Estimates of the total cost of the new testing policy vary, but are in the tens of billions of dollars. If testing is extended to small cities, capturing as much 70 percent of the population, it could cost as much as 1.8 percent of annual economic growth, according to the Japanese bank Nomura.
Shanghai has said that in August it will start charging residents for every test. A single test will cost Mr. Xu, the delivery worker, roughly half of what he makes in an hour. His income had already taken a hit during Shanghai’s two-month lockdown when he had to live in a hotel that would allow him to come and go.
Parts of the government are sounding the alarm about the need to limit the impact the measures are having. A Beijing health official on Thursday warned that P.C.R. testing “should not become the norm.” And some cities have eased the requirements for how frequently tests must be taken.

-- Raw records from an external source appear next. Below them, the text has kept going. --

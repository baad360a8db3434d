//! Default values for configuration

/// Default catalog page to scrape
pub fn default_scrape_url() -> String {
    std::env::var("APPATLAS_CATALOG_URL")
        .unwrap_or_else(|_| "https://base44.com/templates".to_string())
}

/// Default user agent (a common desktop Chrome build)
pub fn default_scrape_user_agent() -> String {
    "Mozilla/5.0 (Windows NT 10.0; Win64; x64) AppleWebKit/537.36 \
     (KHTML, like Gecko) Chrome/120.0.0.0 Safari/537.36"
        .to_string()
}

/// Default Accept-Language header
pub fn default_scrape_accept_language() -> String {
    "en-US,en;q=0.5".to_string()
}

/// Default request timeout in seconds
pub fn default_scrape_timeout() -> u64 {
    10
}

/// Default side file for the raw response body
pub fn default_scrape_raw_output() -> String {
    "raw_base44_page.html".to_string()
}

/// Default number of candidates printed after a scrape
pub fn default_scrape_candidate_sample() -> usize {
    5
}

/// Default dataset location
pub fn default_analysis_input() -> String {
    "data/raw/base44_apps.csv".to_string()
}

/// Default output directory for analysis results
pub fn default_analysis_output_dir() -> String {
    "data/processed".to_string()
}

/// Default score at which an app counts as high complexity
pub fn default_high_complexity_threshold() -> f64 {
    7.0
}

/// Default number of example names per taxonomy bucket in the console report
pub fn default_taxonomy_examples() -> usize {
    3
}
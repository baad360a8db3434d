//! Heuristic complexity scoring
//!
//! A record's raw score is the sum of its feature weights plus the weights
//! of every keyword phrase found in its description. The raw sum maps onto
//! a 0-10 scale with `min(raw / 20 * 10, 10)`, rounded to two decimals.
//! Keyword matching is plain substring search, so short phrases like "ai"
//! also hit inside longer words ("maintain", "email").

use super::stats::round2;
use crate::models::{Record, ScoredRecord};
use tracing::debug;

/// Weight per known feature token
pub static FEATURE_WEIGHTS: &[(&str, u32)] = &[
    ("authentication", 2),
    ("database", 3),
    ("dashboard", 3),
    ("api", 4),
    ("payments", 5),
    ("analytics", 3),
    ("notifications", 2),
    ("file upload", 2),
    ("search", 2),
    ("reporting", 3),
    ("integrations", 4),
    ("workflow", 4),
    ("ai", 5),
    ("real-time", 4),
];

/// Weight per description phrase
pub static KEYWORD_WEIGHTS: &[(&str, u32)] = &[
    ("machine learning", 5),
    ("artificial intelligence", 5),
    ("ai", 4),
    ("automation", 4),
    ("real-time", 4),
    ("payment", 4),
    ("workflow", 3),
    ("integration", 3),
    ("analytics", 3),
];

/// Weight for a feature token missing from the table
pub const DEFAULT_FEATURE_WEIGHT: u32 = 1;

/// Raw score that maps to the top of the scale
pub const RAW_SCORE_CEILING: f64 = 20.0;

pub const MAX_SCORE: f64 = 10.0;

/// Weight of a single feature token (case-insensitive)
pub fn feature_weight(token: &str) -> u32 {
    let token = token.trim().to_lowercase();
    FEATURE_WEIGHTS
        .iter()
        .find(|(name, _)| *name == token)
        .map(|(_, weight)| *weight)
        .unwrap_or(DEFAULT_FEATURE_WEIGHT)
}

/// Sum of keyword weights found in a description
pub fn keyword_weight(description: &str) -> u32 {
    let description = description.to_lowercase();
    KEYWORD_WEIGHTS
        .iter()
        .filter(|(phrase, _)| description.contains(phrase))
        .map(|(_, weight)| weight)
        .sum()
}

/// Unscaled complexity of a record
pub fn raw_complexity(record: &Record) -> u32 {
    let features: u32 = record.feature_list().into_iter().map(feature_weight).sum();
    features + keyword_weight(record.description())
}

/// Map a raw sum onto the 0-10 scale
pub fn normalize(raw: u32) -> f64 {
    let scaled = (raw as f64 / RAW_SCORE_CEILING * MAX_SCORE).min(MAX_SCORE);
    round2(scaled.max(0.0))
}

pub fn complexity_score(record: &Record) -> f64 {
    normalize(raw_complexity(record))
}

/// Score every record, leaving the originals untouched
pub fn score_records(records: &[Record]) -> Vec<ScoredRecord> {
    records
        .iter()
        .map(|record| {
            let complexity_score = complexity_score(record);
            debug!("Scored '{}': {:.2}", record.name(), complexity_score);
            ScoredRecord::new(record.clone(), complexity_score)
        })
        .collect()
}
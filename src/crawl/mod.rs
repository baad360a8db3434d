//! Catalog page fetching and capability probing
//!
//! This module provides:
//! - A single-shot page fetch with browser-like headers and a fixed timeout
//! - Persisting the raw response body for offline inspection
//! - Static vs. client-rendered content detection

mod detection;

pub use detection::*;

use crate::config::ScrapeConfig;
use crate::error::{Error, Result};
use reqwest::header::{HeaderMap, HeaderValue, ACCEPT, ACCEPT_LANGUAGE, CONNECTION};
use reqwest::Client;
use scraper::Html;
use std::path::Path;
use std::time::Duration;
use tracing::{debug, info};
use url::Url;

/// A fetched page
#[derive(Debug, Clone)]
pub struct FetchedPage {
    pub url: String,
    pub status: u16,
    pub content_type: Option<String>,
    pub body: String,
}

impl FetchedPage {
    /// Parse the body into a navigable document tree
    pub fn document(&self) -> Html {
        Html::parse_document(&self.body)
    }
}

/// Header set a desktop browser sends for a top-level navigation
pub fn browser_headers(config: &ScrapeConfig) -> Result<HeaderMap> {
    let mut headers = HeaderMap::new();
    headers.insert(
        ACCEPT,
        HeaderValue::from_static(
            "text/html,application/xhtml+xml,application/xml;q=0.9,image/webp,*/*;q=0.8",
        ),
    );
    headers.insert(
        ACCEPT_LANGUAGE,
        HeaderValue::from_str(&config.accept_language)
            .map_err(|e| Error::Config(format!("Invalid accept_language: {}", e)))?,
    );
    headers.insert(CONNECTION, HeaderValue::from_static("keep-alive"));
    Ok(headers)
}

/// Single-request page fetcher. No retries.
pub struct Fetcher {
    client: Client,
}

impl Fetcher {
    /// Create a new fetcher
    pub fn new(config: &ScrapeConfig) -> Result<Self> {
        let client = Client::builder()
            .user_agent(&config.user_agent)
            .default_headers(browser_headers(config)?)
            .timeout(Duration::from_secs(config.timeout_secs))
            .gzip(true)
            .brotli(true)
            .redirect(reqwest::redirect::Policy::limited(5))
            .build()
            .map_err(|e| Error::Fetch(format!("Failed to create HTTP client: {}", e)))?;

        Ok(Self { client })
    }

    /// GET a page; any transport failure or non-2xx status is an error
    pub async fn fetch(&self, url: &str) -> Result<FetchedPage> {
        let parsed_url = Url::parse(url)?;
        debug!("Fetching: {}", parsed_url);

        let response = self.client.get(parsed_url).send().await?;

        let status = response.status();
        if !status.is_success() {
            return Err(Error::Fetch(format!("HTTP {}: {}", status, url)));
        }

        let content_type = response
            .headers()
            .get(reqwest::header::CONTENT_TYPE)
            .and_then(|v| v.to_str().ok())
            .map(|s| s.to_string());
        let final_url = response.url().to_string();

        let body = response.text().await?;
        info!("Fetched {} ({} bytes)", final_url, body.len());

        Ok(FetchedPage {
            url: final_url,
            status: status.as_u16(),
            content_type,
            body,
        })
    }
}

/// Write the raw body to the side file, replacing any previous copy
pub fn save_raw_page(path: &Path, body: &str) -> Result<()> {
    if let Some(parent) = path.parent() {
        if !parent.as_os_str().is_empty() {
            std::fs::create_dir_all(parent)?;
        }
    }
    std::fs::write(path, body)?;
    info!("Saved raw page to {}", path.display());
    Ok(())
}

#[cfg(test)]
mod tests {
    use super::*;
    use tempfile::TempDir;
    use wiremock::matchers::{method, path};
    use wiremock::{Mock, MockServer, ResponseTemplate};

    fn test_config() -> ScrapeConfig {
        ScrapeConfig {
            timeout_secs: 5,
            ..ScrapeConfig::default()
        }
    }

    #[tokio::test]
    async fn test_fetch_sends_browser_headers() {
        let mock_server = MockServer::start().await;
        let config = test_config();

        Mock::given(method("GET"))
            .and(path("/templates"))
            .respond_with(
                ResponseTemplate::new(200)
                    .set_body_raw(b"<html><body>ok</body></html>".to_vec(), "text/html"),
            )
            .expect(1)
            .mount(&mock_server)
            .await;

        let fetcher = Fetcher::new(&config).expect("fetcher should build");
        let page = fetcher
            .fetch(&format!("{}/templates", mock_server.uri()))
            .await
            .expect("fetch should succeed");

        assert_eq!(page.status, 200);
        assert_eq!(page.body, "<html><body>ok</body></html>");
        assert!(page.content_type.unwrap().starts_with("text/html"));

        // Header values contain commas, so compare whole values on the recorded request
        let requests = mock_server.received_requests().await.unwrap();
        assert_eq!(requests.len(), 1);
        let headers = &requests[0].headers;
        assert_eq!(
            headers.get("user-agent").unwrap(),
            &HeaderValue::from_str(&config.user_agent).unwrap()
        );
        assert_eq!(
            headers.get("accept-language").unwrap(),
            &HeaderValue::from_static("en-US,en;q=0.5")
        );
    }

    #[tokio::test]
    async fn test_fetch_non_success_is_network_error() {
        let mock_server = MockServer::start().await;
        Mock::given(method("GET"))
            .respond_with(ResponseTemplate::new(503))
            .mount(&mock_server)
            .await;

        let fetcher = Fetcher::new(&test_config()).unwrap();
        let err = fetcher
            .fetch(&format!("{}/templates", mock_server.uri()))
            .await
            .unwrap_err();

        assert!(err.is_network());
        assert!(err.to_string().contains("503"));
    }

    #[tokio::test]
    async fn test_fetch_connection_refused_is_network_error() {
        let fetcher = Fetcher::new(&test_config()).unwrap();
        let err = fetcher.fetch("http://127.0.0.1:1/").await.unwrap_err();
        assert!(err.is_network());
    }

    #[test]
    fn test_save_raw_page_overwrites() {
        let tmp = TempDir::new().unwrap();
        let file = tmp.path().join("pages").join("raw.html");

        save_raw_page(&file, "first").unwrap();
        save_raw_page(&file, "second").unwrap();

        assert_eq!(std::fs::read_to_string(&file).unwrap(), "second");
    }
}
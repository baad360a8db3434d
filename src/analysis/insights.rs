//! Human-readable findings from the aggregated dataset

use super::stats::{most_common, StatisticsSummary};
use crate::models::ScoredRecord;
use chrono::{DateTime, Utc};
use serde::{Deserialize, Serialize};

/// Insight lines plus the time they were produced
#[derive(Debug, Clone, PartialEq, Serialize, Deserialize)]
pub struct AnalysisInsights {
    pub generated_at: DateTime<Utc>,
    pub total_apps: usize,
    pub insights: Vec<String>,
}

/// Build the ordered insight lines.
///
/// Lines whose underlying aggregate is missing (no categories, no scored
/// records) are skipped rather than printed with placeholder values.
pub fn generate_insights(
    stats: &StatisticsSummary,
    scored: &[ScoredRecord],
    high_threshold: f64,
) -> Vec<String> {
    let mut insights = vec![format!("Total applications analyzed: {}", stats.total_apps)];

    if let Some((category, count)) = most_common(&stats.categories) {
        insights.push(format!("Most common category: {} ({} apps)", category, count));
    }

    if let Some((industry, count)) = most_common(&stats.industries) {
        insights.push(format!("Most common industry: {} ({} apps)", industry, count));
    }

    insights.push(format!(
        "Average features per app: {:.2}",
        stats.avg_features_per_app
    ));

    if !scored.is_empty() {
        let total: f64 = scored.iter().map(|s| s.complexity_score).sum();
        let average = total / scored.len() as f64;
        insights.push(format!("Average complexity score: {:.2}/10", average));

        let high = scored
            .iter()
            .filter(|s| s.complexity_score >= high_threshold)
            .count();
        let percent = high as f64 / scored.len() as f64 * 100.0;
        insights.push(format!(
            "High complexity apps (score >= {:.1}): {} ({:.1}%)",
            high_threshold, high, percent
        ));
    }

    if let Some((source, _)) = most_common(&stats.sources) {
        insights.push(format!("Primary data source: {}", source));
    }

    insights
}

#[cfg(test)]
mod tests {
    use super::*;
    use crate::analysis::scoring::score_records;
    use crate::analysis::stats::basic_statistics;
    use crate::models::{Record, FIELD_CATEGORY, FIELD_FEATURES, FIELD_INDUSTRY, FIELD_SOURCE};

    fn app(category: &str, industry: &str, features: &str) -> Record {
        Record::new()
            .with(FIELD_CATEGORY, category)
            .with(FIELD_INDUSTRY, industry)
            .with(FIELD_SOURCE, "catalog")
            .with(FIELD_FEATURES, features)
    }

    #[test]
    fn test_insight_order_and_content() {
        let records = vec![
            app("Internal Tool", "Retail", "payments, ai, api, integrations"),
            app("Customer Portal", "Health", "search"),
            app("Internal Tool", "Health", ""),
        ];
        let stats = basic_statistics(&records);
        let scored = score_records(&records);
        let insights = generate_insights(&stats, &scored, 7.0);

        assert_eq!(
            insights,
            vec![
                "Total applications analyzed: 3".to_string(),
                "Most common category: Internal Tool (2 apps)".to_string(),
                "Most common industry: Health (2 apps)".to_string(),
                "Average features per app: 1.67".to_string(),
                "Average complexity score: 3.33/10".to_string(),
                "High complexity apps (score >= 7.0): 1 (33.3%)".to_string(),
                "Primary data source: catalog".to_string(),
            ]
        );
    }

    #[test]
    fn test_missing_aggregates_are_skipped() {
        let stats = basic_statistics(&[]);
        let insights = generate_insights(&stats, &[], 7.0);
        assert_eq!(
            insights,
            vec![
                "Total applications analyzed: 0".to_string(),
                "Average features per app: 0.00".to_string(),
            ]
        );
    }
}
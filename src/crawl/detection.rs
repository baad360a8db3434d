//! Page capability probing
//!
//! Decides whether a catalog page carries its content in the initial
//! response or only renders it client-side. Two independent entry points:
//! - [`probe_document`] works on a parsed tree and returns candidate
//!   card elements when it finds any
//! - [`inspect_raw`] works on raw HTML text (e.g. the saved side file)
//!   and reports framework signatures, API paths and text volume
//!
//! Both share only [`MIN_STATIC_TEXT_CHARS`] and [`FRAMEWORK_SIGNATURES`].

use crate::parse::{plain_text, visible_text};
use regex::Regex;
use scraper::{ElementRef, Html, Selector};
use serde::{Deserialize, Serialize};
use std::sync::LazyLock;
use tracing::debug;

/// Below this many characters of plain text a page counts as mostly empty
pub const MIN_STATIC_TEXT_CHARS: usize = 500;

/// Class-name fragments that mark catalog cards
pub const CANDIDATE_CLASS_WORDS: [&str; 4] = ["template", "app", "card", "item"];

/// Ids client-side frameworks mount into
pub const MOUNT_POINT_IDS: [&str; 4] = ["root", "app", "__next", "__nuxt"];

/// Known client frameworks
#[derive(Debug, Clone, Copy, PartialEq, Eq, Serialize, Deserialize)]
pub enum SpaFramework {
    React,
    Vue,
    Angular,
    NextJs,
    Nuxt,
    Svelte,
}

impl std::fmt::Display for SpaFramework {
    fn fmt(&self, f: &mut std::fmt::Formatter<'_>) -> std::fmt::Result {
        match self {
            SpaFramework::React => write!(f, "React"),
            SpaFramework::Vue => write!(f, "Vue"),
            SpaFramework::Angular => write!(f, "Angular"),
            SpaFramework::NextJs => write!(f, "Next.js"),
            SpaFramework::Nuxt => write!(f, "Nuxt"),
            SpaFramework::Svelte => write!(f, "Svelte"),
        }
    }
}

/// Lower-case substrings that betray each framework
pub static FRAMEWORK_SIGNATURES: &[(SpaFramework, &[&str])] = &[
    (SpaFramework::React, &["react", "data-reactroot"]),
    (SpaFramework::Vue, &["vue", "data-v-"]),
    (SpaFramework::Angular, &["angular", "ng-version"]),
    (SpaFramework::NextJs, &["__next_data__", "_next/static"]),
    (SpaFramework::Nuxt, &["__nuxt", "/_nuxt/"]),
    (SpaFramework::Svelte, &["svelte"]),
];

/// Substrings hinting that content arrives through an API call
pub static API_PATH_MARKERS: &[&str] = &["/api/", "/graphql", "/v1/", "/rest/"];

static API_PATH_RE: LazyLock<Regex> =
    LazyLock::new(|| Regex::new(r#"/api/[A-Za-z0-9_\-/.]+"#).expect("valid api path regex"));
static SCRIPT_TAG_RE: LazyLock<Regex> =
    LazyLock::new(|| Regex::new(r"(?i)<script\b").expect("valid script regex"));
static TITLE_RE: LazyLock<Regex> =
    LazyLock::new(|| Regex::new(r"(?is)<title[^>]*>(.*?)</title>").expect("valid title regex"));

/// Frameworks whose signatures occur in `html`
pub fn detect_frameworks(html: &str) -> Vec<SpaFramework> {
    let html_lower = html.to_lowercase();
    FRAMEWORK_SIGNATURES
        .iter()
        .filter(|(_, signatures)| signatures.iter().any(|s| html_lower.contains(s)))
        .map(|(framework, _)| *framework)
        .collect()
}

/// Why a page was judged to need client-side rendering
#[derive(Debug, Clone, PartialEq, Eq, Serialize, Deserialize)]
#[serde(tag = "kind", rename_all = "snake_case")]
pub enum DynamicReason {
    /// A framework mount point exists and the page has no visible text
    EmptyMountPoint { id: String },
    /// Nothing looks like a catalog card
    NoCandidates,
}

impl std::fmt::Display for DynamicReason {
    fn fmt(&self, f: &mut std::fmt::Formatter<'_>) -> std::fmt::Result {
        match self {
            DynamicReason::EmptyMountPoint { id } => {
                write!(f, "empty #{} mount point and no visible text", id)
            }
            DynamicReason::NoCandidates => write!(f, "no template/app/card/item elements found"),
        }
    }
}

/// Result of probing a parsed document
#[derive(Debug)]
pub enum ProbeOutcome<'a> {
    /// Content must be rendered client-side
    Dynamic {
        reason: DynamicReason,
        frameworks: Vec<SpaFramework>,
    },
    /// Tentative catalog cards found in the static markup
    Candidates(Vec<ElementRef<'a>>),
}

impl ProbeOutcome<'_> {
    pub fn needs_js_rendering(&self) -> bool {
        matches!(self, ProbeOutcome::Dynamic { .. })
    }
}

/// Probe a parsed document for statically present catalog content
pub fn probe_document(document: &Html) -> ProbeOutcome<'_> {
    let text = visible_text(document);

    if text.is_empty() {
        if let Some(id) = find_mount_point(document) {
            debug!("Found empty #{} mount point", id);
            return ProbeOutcome::Dynamic {
                reason: DynamicReason::EmptyMountPoint { id },
                frameworks: detect_frameworks(&document.html()),
            };
        }
    }

    let candidates = find_candidates(document);
    debug!("Found {} candidate elements", candidates.len());

    if candidates.is_empty() {
        ProbeOutcome::Dynamic {
            reason: DynamicReason::NoCandidates,
            frameworks: detect_frameworks(&document.html()),
        }
    } else {
        ProbeOutcome::Candidates(candidates)
    }
}

fn find_mount_point(document: &Html) -> Option<String> {
    MOUNT_POINT_IDS.iter().find_map(|id| {
        let selector = Selector::parse(&format!("[id=\"{}\"]", id)).ok()?;
        document.select(&selector).next().map(|_| id.to_string())
    })
}

/// Elements whose class attribute contains any candidate word
pub fn find_candidates(document: &Html) -> Vec<ElementRef<'_>> {
    let selector_text = CANDIDATE_CLASS_WORDS
        .iter()
        .map(|w| format!("[class*=\"{}\"]", w))
        .collect::<Vec<_>>()
        .join(", ");

    let Ok(selector) = Selector::parse(&selector_text) else {
        return Vec::new();
    };
    document.select(&selector).collect()
}

/// Findings from scanning raw HTML text
#[derive(Debug, Clone, Default, PartialEq, Serialize, Deserialize)]
pub struct RawDiagnostics {
    pub title: Option<String>,
    pub html_bytes: usize,
    pub text_chars: usize,
    pub script_count: usize,
    pub frameworks: Vec<SpaFramework>,
    pub api_markers: Vec<String>,
    pub api_paths: Vec<String>,
    pub minimal_static_content: bool,
    pub findings: Vec<String>,
}

impl RawDiagnostics {
    /// Whether the page most likely needs a browser to show its content
    pub fn needs_js_rendering(&self) -> bool {
        self.minimal_static_content && (!self.frameworks.is_empty() || self.script_count > 0)
    }
}

/// Scan raw HTML without building a tree
pub fn inspect_raw(html: &str) -> RawDiagnostics {
    let html_lower = html.to_lowercase();
    let mut diagnostics = RawDiagnostics {
        html_bytes: html.len(),
        ..Default::default()
    };

    diagnostics.title = TITLE_RE
        .captures(html)
        .and_then(|c| c.get(1))
        .map(|m| crate::parse::normalize_whitespace(m.as_str()))
        .filter(|t| !t.is_empty());

    diagnostics.script_count = SCRIPT_TAG_RE.find_iter(html).count();

    diagnostics.frameworks = detect_frameworks(html);
    for framework in &diagnostics.frameworks {
        diagnostics
            .findings
            .push(format!("{} signatures detected", framework));
    }

    diagnostics.api_markers = API_PATH_MARKERS
        .iter()
        .filter(|m| html_lower.contains(*m))
        .map(|m| m.to_string())
        .collect();

    let mut paths: Vec<String> = API_PATH_RE
        .find_iter(html)
        .map(|m| m.as_str().to_string())
        .collect();
    paths.sort();
    paths.dedup();
    diagnostics.api_paths = paths;

    if !diagnostics.api_markers.is_empty() {
        diagnostics.findings.push(format!(
            "API references found: {}",
            diagnostics.api_markers.join(", ")
        ));
    }

    diagnostics.text_chars = plain_text(html).chars().count();
    diagnostics.minimal_static_content = diagnostics.text_chars < MIN_STATIC_TEXT_CHARS;
    if diagnostics.minimal_static_content {
        diagnostics.findings.push(format!(
            "Minimal static content: {} characters of text (< {})",
            diagnostics.text_chars, MIN_STATIC_TEXT_CHARS
        ));
    }

    if diagnostics.needs_js_rendering() {
        diagnostics.findings.push(
            "Content is rendered client-side; a headless browser is needed to load it"
                .to_string(),
        );
    }

    diagnostics
}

In the southern province of Jiangxi, where civil servants have faced pay cuts and a squeeze on bonuses for months because the budget is so tight, officials last week decided to stop mass testing in areas with low cases, citing it as an obstacle to economic development.
Testing can break a transmission chain before it escalates into a broader outbreak, experts say, but it is unsustainable in the long term. Other measures, such as increasing vaccinations and securing antiviral drugs, could help a country develop a broader immunity and be better prepared for future outbreaks.
But of China’s 264 million people aged 60 or older, just 64 percent have received a booster, a figure that experts say is too low. A third dose of China’s main Sinovac vaccine is needed to significantly increase protection against severe disease and death, according to a recent study.
Some business leaders have pointed out what they see as the shortsightedness of the government’s approach. In a recent meeting with Li Keqiang, China’s premier, and other foreign business leaders, Jörg Wuttke, China’s chief representative for BASF, the German chemical giant, said he urged the leader to focus on vaccinations instead of testing. It was unfathomable, Mr. Wuttke said he told Mr. Li, how failing to vaccinate the elderly “can hold the economy hostage.”
Li You and Joy Dong contributed research.